Said Resh Lakish: “Only at three junctures [in history] did God forbid the ministering angels to sing in front of him: In the generation of the Flood, of the [crossing of the Red] Sea, and of the destruction of the Temple.”[11]

Resh Lakish lists here three catastrophic punishments that came without possibility of “parole” or mitigation of sentence. The first resulted in the destruction of all humanity other than Noah and his family, the second in the Egyptian army drowning in the sea.
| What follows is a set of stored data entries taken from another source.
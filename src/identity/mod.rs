/// Identity registry
///
/// Source of claimed identities: the name each member of the roster says
/// belongs to their phone number. Two backends exist, a static in-process
/// roster and a remote users API; one is chosen at start-up.

pub mod mock;
pub mod remote;

pub use mock::MockIdentityStore;
pub use remote::{RemoteIdentityStore, RemoteIdentityStoreConfig};

use crate::{
    config::IdentityConfig,
    error::VerifyResult,
    phone::{PhoneKey, PhoneNormalizer},
};
use async_trait::async_trait;
use serde::{Deserialize, Serialize};
use std::{sync::Arc, time::Duration};

/// Claimed identity for one phone number
#[derive(Debug, Clone, PartialEq, Eq, Serialize)]
#[serde(rename_all = "camelCase")]
pub struct IdentityRecord {
    pub phone: PhoneKey,
    pub claimed_name: String,
}

/// One row of the roster as listed
///
/// A row whose phone number cannot be normalized is kept with its raw text
/// and the reason, so bulk verification can still report it in place.
#[derive(Debug, Clone, PartialEq, Eq)]
pub enum RosterEntry {
    Valid(IdentityRecord),
    Invalid {
        raw_phone: String,
        claimed_name: String,
        reason: String,
    },
}

impl RosterEntry {
    pub fn claimed_name(&self) -> &str {
        match self {
            RosterEntry::Valid(record) => &record.claimed_name,
            RosterEntry::Invalid { claimed_name, .. } => claimed_name,
        }
    }

    /// The normalized record, if the row had a usable phone number
    pub fn record(&self) -> Option<&IdentityRecord> {
        match self {
            RosterEntry::Valid(record) => Some(record),
            RosterEntry::Invalid { .. } => None,
        }
    }
}

/// Wire format of the users API roster
#[derive(Debug, Clone, Serialize, Deserialize)]
pub struct RosterUser {
    pub phone_number: String,
    pub name: String,
}

/// Read-only access to the identity roster
#[async_trait]
pub trait IdentityStore: Send + Sync {
    /// Claimed identity for `key`, or `UnknownIdentity`
    async fn lookup(&self, key: &PhoneKey) -> VerifyResult<IdentityRecord>;

    /// Snapshot of the whole roster, in roster order, unusable rows included
    async fn list_all(&self) -> VerifyResult<Vec<RosterEntry>>;

    /// Backend name for logs and health output
    fn kind(&self) -> &'static str;
}

/// Build the identity store selected by configuration
pub fn from_config(
    config: &IdentityConfig,
    normalizer: PhoneNormalizer,
    timeout: Duration,
) -> VerifyResult<Arc<dyn IdentityStore>> {
    let store: Arc<dyn IdentityStore> = match config {
        IdentityConfig::Mock => Arc::new(MockIdentityStore::with_default_roster(&normalizer)?),
        IdentityConfig::Remote { base_url, api_key } => {
            Arc::new(RemoteIdentityStore::new(
                RemoteIdentityStoreConfig {
                    base_url: base_url.clone(),
                    api_key: api_key.clone(),
                    timeout,
                },
                normalizer,
            )?)
        }
    };

    tracing::info!("Identity store: {}", store.kind());
    Ok(store)
}

#[cfg(test)]
mod tests {
    use super::*;

    #[test]
    fn test_from_config_selects_backend() {
        let normalizer = PhoneNormalizer::default();

        let mock = from_config(&IdentityConfig::Mock, normalizer.clone(), Duration::from_secs(1)).unwrap();
        assert_eq!(mock.kind(), "mock");

        let remote = from_config(
            &IdentityConfig::Remote {
                base_url: "http://127.0.0.1:5000/solidarity_tech_api".to_string(),
                api_key: "key".to_string(),
            },
            normalizer,
            Duration::from_secs(1),
        )
        .unwrap();
        assert_eq!(remote.kind(), "remote");
    }
}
These were both punishments of non-Israelites, but the third is a punishment for Israelites, and thus the angels try to comfort God but God refuses to hear it:

אמר הקדוש ברוך הוא למלאכי השרת ניחומין אלו שאתם אומרים לפני, ניאוצין הן לי, למה, כי יום מהומה ומבוסה ומבוכה לה' אלהים צבאות.
The Holy One, blessed by He, said to the ministering angels: “Are you attempting to offer me consolation? These are insults! Why? “For my Lord YHWH of Hosts had a day of tumult and din and confusion” (Isa 22:5).

Israel Pleads Their Case Before God

The text envisions the Assembly of Israel (Knesset Yisrael) pleading their case before God, reminding God of the good old days. First the darshan crafts a plea based on his reading of Psalm 42:5,[12] then he continues with another version of this plea, this time connecting it also to a verse in Lamentations (5:18):

רבש"ע שחחה עלי נפשי כשאני עוברת על ביתך והוא חרב וקול דממה בתוכו ואומר מקום שזרעו של אברהם הקריבו קרבן לפניך, והכהנים עומדים על הדוכן, והלוים מקלסים בכנורות, יהיו שועלים מרקדים בו, הה"ד על הר ציון ששמם שועלים הלכו בו (איכה ה יח),
Lord of the Universe, my soul stoops whenever I pass by your home (i.e. the Temple), now ruined and steeped in silence, and it says: Only foxes dance at the very place where the seed of Abraham had made sacrifices to You, where once the priests had stood on the platform and where the Levites had praised You with their stringed instruments, as it says, “because of Mount Zion which lies desolate; foxes prowl over it” (Lam 5:18).
אלא מה אעשה שעונותי גרמו לי ונביאי השקר שהיו בתוכי שהתעו אותי מדרך חיים לדרך המות לכך נאמר אלה אזכרה ואשפכה עלי נפשי וגו'.
But what can I do? I whose sins and false prophets had misled me from the path of life to that of death?! This is why it says, “When I think of this I pour out my soul” (Ps 42:5).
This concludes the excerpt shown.